There’s a lot of modern economic language and concepts in this proposal. Joint stock companies and equity ownership are relatively recent inventions in our world and don’t exist in the gameworld, let alone being familiar enough that helots and yeomen could structure their livelihoods that way.
Debt, of course, is ancient. The Syntechnia lends to the state and to the great Houses, and many low-level merchants act as moneylenders to local people (though mostly to nobles and prosperous artisans rather than supporting yeoman livelihoods). Within the guild, which has enforcement power through various sanctions, merchants can be reasonably confident of getting back the money they lend to each other to get various ventures off the ground.
But even debt isn’t seen or treated the same way in the gameworld as in our modern economies. We benefit from sundry safeguards and laws that reduce the prevalence of debt slavery and encourage competitive, non-usurious interest rates, allowing many of us to take on debt as a path to prosperity. That’s not how it’s worked for most of human history, though, where debt has commonly been wielded as a tool of exploitation, extraction, and regressive redistribution – as it mostly is in the Hegemony.

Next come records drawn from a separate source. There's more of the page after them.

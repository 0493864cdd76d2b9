use fee_domain::{FeeStatement, PaymentScope, YearSelector};
use tracing::{debug, info, warn};
use uuid::Uuid;

use crate::{
    arrears_service::ArrearsService,
    balance_service::BalanceService,
    fee_structure_service::FeeStructureService,
    storage::{BalanceStore, FeeDataStore},
    transaction_service::TransactionService,
    CoreError,
};

/// Identifies the statement a caller wants.
#[derive(Debug, Clone, PartialEq, Eq)]
pub struct StatementRequest {
    pub school_id: Uuid,
    pub student_id: Uuid,
    pub year: YearSelector,
    pub payment_scope: PaymentScope,
}

impl StatementRequest {
    /// A request for the current academic year.
    pub fn new(school_id: Uuid, student_id: Uuid) -> Self {
        Self {
            school_id,
            student_id,
            year: YearSelector::Current,
            payment_scope: PaymentScope::default(),
        }
    }

    pub fn for_year(mut self, year: YearSelector) -> Self {
        self.year = year;
        self
    }

    pub fn with_scope(mut self, scope: PaymentScope) -> Self {
        self.payment_scope = scope;
        self
    }
}

pub struct StatementService;

impl StatementService {
    /// Computes a statement without writing anything.
    ///
    /// Missing schools, students, grades and academic years fail the call, as do
    /// errors from the fee-structure and payment sources. Arrears and the
    /// prior-year seed degrade to zero.
    pub fn compute<S: FeeDataStore>(
        store: &S,
        request: &StatementRequest,
    ) -> Result<FeeStatement, CoreError> {
        let school = store
            .school(request.school_id)?
            .ok_or(CoreError::SchoolNotFound(request.school_id))?;
        let student = store
            .student(school.id, request.student_id)?
            .ok_or(CoreError::StudentNotFound(request.student_id))?;
        let calendar = store.calendar(school.id)?;

        let resolved =
            FeeStructureService::resolve(store, &calendar, school.id, &student, &request.year)?;
        let academic_year = resolved.academic_year;

        let payments = store.payments_for_student(school.id, student.id)?;
        let mut eligible = TransactionService::eligible_payments(
            &payments,
            &student,
            &calendar,
            &academic_year,
            request.payment_scope,
        );
        let transactions =
            TransactionService::assemble(&resolved.structures, &eligible, &calendar);

        let seed = BalanceService::carry_forward_seed(store, student.id, academic_year.year);
        let ledger = BalanceService::term_balances(&resolved.structures, &transactions, seed);
        let year_end_carry_forward =
            BalanceService::year_end_carry_forward(&ledger, student.id, academic_year.year);

        let academic_year_outstanding =
            TransactionService::academic_year_outstanding(&transactions);
        let arrears = ArrearsService::load_total(store, &student);
        eligible.sort_by_key(|payment| payment.payment_date);

        debug!(
            "statement for {} in {}: {} term(s), {} transaction(s), outstanding {}",
            student.admission_number,
            academic_year.year,
            ledger.balances.len(),
            transactions.len(),
            academic_year_outstanding + arrears
        );

        Ok(FeeStatement {
            school_id: school.id,
            student: student.summary(),
            academic_year: academic_year.year,
            academic_year_id: academic_year.id,
            term_balances: ledger.balances,
            transactions,
            academic_year_outstanding,
            arrears,
            outstanding: academic_year_outstanding + arrears,
            payment_history: eligible,
            fee_structures: resolved.structures,
            year_end_carry_forward,
        })
    }

    /// Writes the statement's pending year-end carry, if any.
    ///
    /// Returns false when the write failed. The failure is logged and the
    /// statement itself is left untouched.
    pub fn persist_year_end(store: &dyn BalanceStore, statement: &FeeStatement) -> bool {
        let Some(carry) = statement.year_end_carry_forward.as_ref() else {
            return true;
        };
        match store.upsert_carry_forward(carry) {
            Ok(()) => {
                info!(
                    "carried {} into {} for student {}",
                    carry.amount, carry.next_academic_year, carry.student_id
                );
                true
            }
            Err(err) => {
                warn!(
                    "could not record year-end carry for student {}: {}",
                    carry.student_id, err
                );
                false
            }
        }
    }

    /// Computes a statement and then records its year-end carry.
    pub fn generate<S: FeeDataStore>(
        store: &S,
        request: &StatementRequest,
    ) -> Result<FeeStatement, CoreError> {
        let statement = Self::compute(store, request)?;
        Self::persist_year_end(store, &statement);
        Ok(statement)
    }

    /// Records the year-end balance as the year's closing balance, which seeds
    /// the following year's first term. Also writes the year-end carry.
    ///
    /// The closing balance is [`FeeStatement::year_end_balance`], opening seed included.
    pub fn close_academic_year<S: FeeDataStore>(
        store: &S,
        request: &StatementRequest,
    ) -> Result<FeeStatement, CoreError> {
        let statement = Self::compute(store, request)?;
        let closing = statement.year_end_balance();
        store.upsert_closing_balance(statement.student.id, statement.academic_year, closing)?;
        info!(
            "closed {} for student {} at {}",
            statement.academic_year, statement.student.admission_number, closing
        );
        Self::persist_year_end(store, &statement);
        Ok(statement)
    }
}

We also benefit from the rule of law and various systems that make it hard to simply disregard the obligation to pay back a loan. 1990s Afghanistan shows what happens to the economy when rule of law collapses and no one is sure that obligations will be paid back other than at gunpoint…and even if you play as low-anarchy as you can, the G5 post-Thaumatarchic war will put some deep dents in the rule of law in Shayard and its neighbors.
So maybe you can see how asking the nobles to reconceptualize themselves as moneylenders to your followers will not be enthusiastically welcomed by anyone concerned. No one is likely to perceive it as a happy pathway to shared prosperity. The nobles will see it as a massive loss of privilege and economic security. The yeomanry will either see it as a chance for sanctioned looting (by not repaying loans) or recasting the old feudal order as debt slavery.
The lead barge has a paddlewheel crafted to drive the boat forward. The Theurge drives the wheel.
No one is going to unite against the late-game threat of invading ice zombies. As I’ve said before, my Martin homage goes only so far. ![]()
G2 Ch4 will give you the sense of who that claimant might be. You’ll need to wait a couple more games before any actual individual emerges…
And Tamran is an innovator, not the heir to a long tradition of mysticism.